AT THE ANNUAL MEETING OF THE SOCIETY OF CARDIOVASCULAR COMPUTED TOMOGRAPHY

BALTIMORE – Computed tomographic angiography can accurately and noninvasively measure the changes in overall and composition-specific plaque volume as a result of statin therapy.

At 1.2 years’ follow-up, there was a significant 38% decrease in total plaque volume in individuals on statin therapy compared with patients not on statin therapy. This difference remained significant after adjustment for age, gender, and conventional risk factors. Significant changes in noncalcified volume (a 73% decrease) and mixed-plaque volume (a 10% decrease) also were seen in those on statins compared with the nonstatin group. In addition, calcified plaque remained relatively stable, decreasing by 3.5% in the statin therapy group compared with the nonstatin group.

"Statin therapy was associated with a significant decrease in plaque volume, especially in noncalcified plaque volumes, and it was more prominent in women," Dr. Vahid Nabavi said at the annual meeting of the Society of Cardiovascular Computed Tomography.

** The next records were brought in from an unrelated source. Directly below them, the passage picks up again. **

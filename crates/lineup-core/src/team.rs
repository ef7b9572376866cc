// In-memory team roster.

use chrono::{DateTime, Utc};
use serde::{Deserialize, Serialize};
use thiserror::Error;

use crate::player::Player;
use crate::selection::{select_lineup, SelectionResult, SelectionRules};

#[derive(Debug, Clone, PartialEq, Eq, Error)]
pub enum TeamError {
    #[error("team name must not be empty")]
    EmptyName,

    #[error("player id {id} is already on {team}")]
    DuplicatePlayerId { id: u32, team: String },

    #[error("{team} has {have} players; at least {need} are needed to pick a lineup")]
    NotEnoughPlayers {
        team: String,
        have: usize,
        need: usize,
    },
}

/// A named squad of candidate players.
#[derive(Debug, Clone, PartialEq, Serialize, Deserialize)]
#[serde(rename_all = "camelCase")]
pub struct Team {
    pub id: String,
    pub name: String,
    pub players: Vec<Player>,
    pub created_at: DateTime<Utc>,
}

impl Team {
    /// Create an empty team. The id is derived from the creation time.
    pub fn new(name: &str) -> Result<Self, TeamError> {
        let name = name.trim();
        if name.is_empty() {
            return Err(TeamError::EmptyName);
        }
        let created_at = Utc::now();
        Ok(Team {
            id: created_at.timestamp_millis().to_string(),
            name: name.to_string(),
            players: Vec::new(),
            created_at,
        })
    }

    /// Build a team around an existing squad, stamping each player's team.
    pub fn with_players(name: &str, players: Vec<Player>) -> Result<Self, TeamError> {
        let mut team = Team::new(name)?;
        for player in players {
            team.add_player(player)?;
        }
        Ok(team)
    }

    pub fn len(&self) -> usize {
        self.players.len()
    }

    pub fn is_empty(&self) -> bool {
        self.players.is_empty()
    }

    pub fn player(&self, id: u32) -> Option<&Player> {
        self.players.iter().find(|p| p.id == id)
    }

    /// One past the highest id on the roster.
    pub fn next_player_id(&self) -> u32 {
        self.players.iter().map(|p| p.id).max().map_or(1, |id| id + 1)
    }

    pub fn add_player(&mut self, mut player: Player) -> Result<(), TeamError> {
        if self.player(player.id).is_some() {
            return Err(TeamError::DuplicatePlayerId {
                id: player.id,
                team: self.name.clone(),
            });
        }
        player.team = Some(self.name.clone());
        self.players.push(player);
        Ok(())
    }

    /// Replace the player with the same id. Returns `false` if none matched.
    pub fn update_player(&mut self, mut player: Player) -> bool {
        let team_name = self.name.clone();
        match self.players.iter_mut().find(|p| p.id == player.id) {
            Some(slot) => {
                player.team = Some(team_name);
                *slot = player;
                true
            }
            None => false,
        }
    }

    pub fn remove_player(&mut self, id: u32) -> Option<Player> {
        let index = self.players.iter().position(|p| p.id == id)?;
        Some(self.players.remove(index))
    }

    /// Caller-side guard: a full lineup needs at least `team_size` candidates.
    pub fn ensure_selectable(&self, rules: &SelectionRules) -> Result<(), TeamError> {
        if self.players.len() < rules.team_size {
            return Err(TeamError::NotEnoughPlayers {
                team: self.name.clone(),
                have: self.players.len(),
                need: rules.team_size,
            });
        }
        Ok(())
    }

    /// Run the selector over this roster, reporting under the team's name.
    pub fn select(&self, rules: &SelectionRules) -> SelectionResult {
        let mut result = select_lineup(&self.players, rules);
        result.team_name = self.name.clone();
        result
    }
}

// ---------------------------------------------------------------------------
// Tests
// ---------------------------------------------------------------------------

#[cfg(test)]
mod tests {
    use super::*;
    use crate::player::Role;
    use crate::sample::sample_players;

    #[test]
    fn new_team_rejects_blank_name() {
        assert_eq!(Team::new("   ").unwrap_err(), TeamError::EmptyName);
        let team = Team::new(" Mumbai Indians ").unwrap();
        assert_eq!(team.name, "Mumbai Indians");
        assert!(team.is_empty());
        assert!(!team.id.is_empty());
    }

    #[test]
    fn added_players_are_stamped_with_team_name() {
        let team = Team::with_players("Sample XI", sample_players()).unwrap();
        assert_eq!(team.len(), 5);
        assert!(team
            .players
            .iter()
            .all(|p| p.team.as_deref() == Some("Sample XI")));
    }

    #[test]
    fn duplicate_ids_are_rejected() {
        let mut team = Team::with_players("Sample XI", sample_players()).unwrap();
        let dup = sample_players().remove(0);
        assert_eq!(
            team.add_player(dup).unwrap_err(),
            TeamError::DuplicatePlayerId {
                id: 1,
                team: "Sample XI".into()
            }
        );
    }

    #[test]
    fn next_player_id_follows_highest() {
        let mut team = Team::new("Empty").unwrap();
        assert_eq!(team.next_player_id(), 1);
        for p in sample_players() {
            team.add_player(p).unwrap();
        }
        assert_eq!(team.next_player_id(), 6);
    }

    #[test]
    fn update_and_remove_by_id() {
        let mut team = Team::with_players("Sample XI", sample_players()).unwrap();

        let mut kohli = team.player(1).cloned().unwrap();
        kohli.catches = 120;
        kohli.team = None;
        assert!(team.update_player(kohli));
        assert_eq!(team.player(1).unwrap().catches, 120);
        assert_eq!(team.player(1).unwrap().team.as_deref(), Some("Sample XI"));

        let mut ghost = team.player(2).cloned().unwrap();
        ghost.id = 99;
        assert!(!team.update_player(ghost));

        let removed = team.remove_player(3).unwrap();
        assert_eq!(removed.role, Role::WicketKeeper);
        assert!(team.player(3).is_none());
        assert!(team.remove_player(3).is_none());
    }

    #[test]
    fn short_roster_is_not_selectable() {
        let team = Team::with_players("Sample XI", sample_players()).unwrap();
        let rules = SelectionRules::default();
        assert_eq!(
            team.ensure_selectable(&rules).unwrap_err(),
            TeamError::NotEnoughPlayers {
                team: "Sample XI".into(),
                have: 5,
                need: 11
            }
        );
        assert!(team.ensure_selectable(&rules.with_team_size(5)).is_ok());
    }

    #[test]
    fn select_reports_team_name() {
        let team = Team::with_players("Sample XI", sample_players()).unwrap();
        let result = team.select(&SelectionRules::default());
        assert_eq!(result.team_name, "Sample XI");
        assert_eq!(result.len(), 5);
    }
}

Several cardiovascular imaging studies revealed that progression of coronary plaque volume over time is an independent predictor of cardiovascular mortality. Intravascular ultrasound (IVUS) provides high-resolution images capable of revealing early preclinical coronary artery disease. However, it is a highly invasive and expensive technique, and will be used only in conjunction with complex coronary interventions, noted Dr. Nabavi, who is a research fellow at the Los Angeles Biomedical Research Institute at Harbor–University of California, Los Angeles, Medical Center.

Quantitative measurements of coronary plaque made with cardiovascular CT angiography (CTA) correlate well with plaque measurements made using IVUS. Low-density noncalcified plaque on CTA correlates with necrotic core plus fibrofatty tissue on IVUS. CTA could be a less expensive, noninvasive alternative to IVUS, particularly for measuring changes in plaque associated with therapy, Dr. Nabavi noted.

In this study, 107 patients underwent serial, clinically indicated CTAs. Their mean age was 67 years, and 81% were men. The median follow-up was 1.2 years. The researchers collected data on risk factors, statin therapy, and laboratory findings.

They quantitatively measured the change in indexed total and composition-specific plaque volume of the target segment with luminal stenosis less than 50% in patients on statin therapy (40 mg of atorvastatin daily) or those with lifestyle changes only.

At baseline, there were no significant differences between groups in age, gender, clinical demographics, risk factors, or total and composition-specific plaque volumes. After adjustment, decreases in overall, mixed, calcified, and noncalcified plaque volumes between those on statins and those not on statins were 56%, 12%, 43%, and 144%. "More robust changes were seen in women," Dr. Nabavi said.

Dr. Nabavi did not report whether he had any conflicts of interest.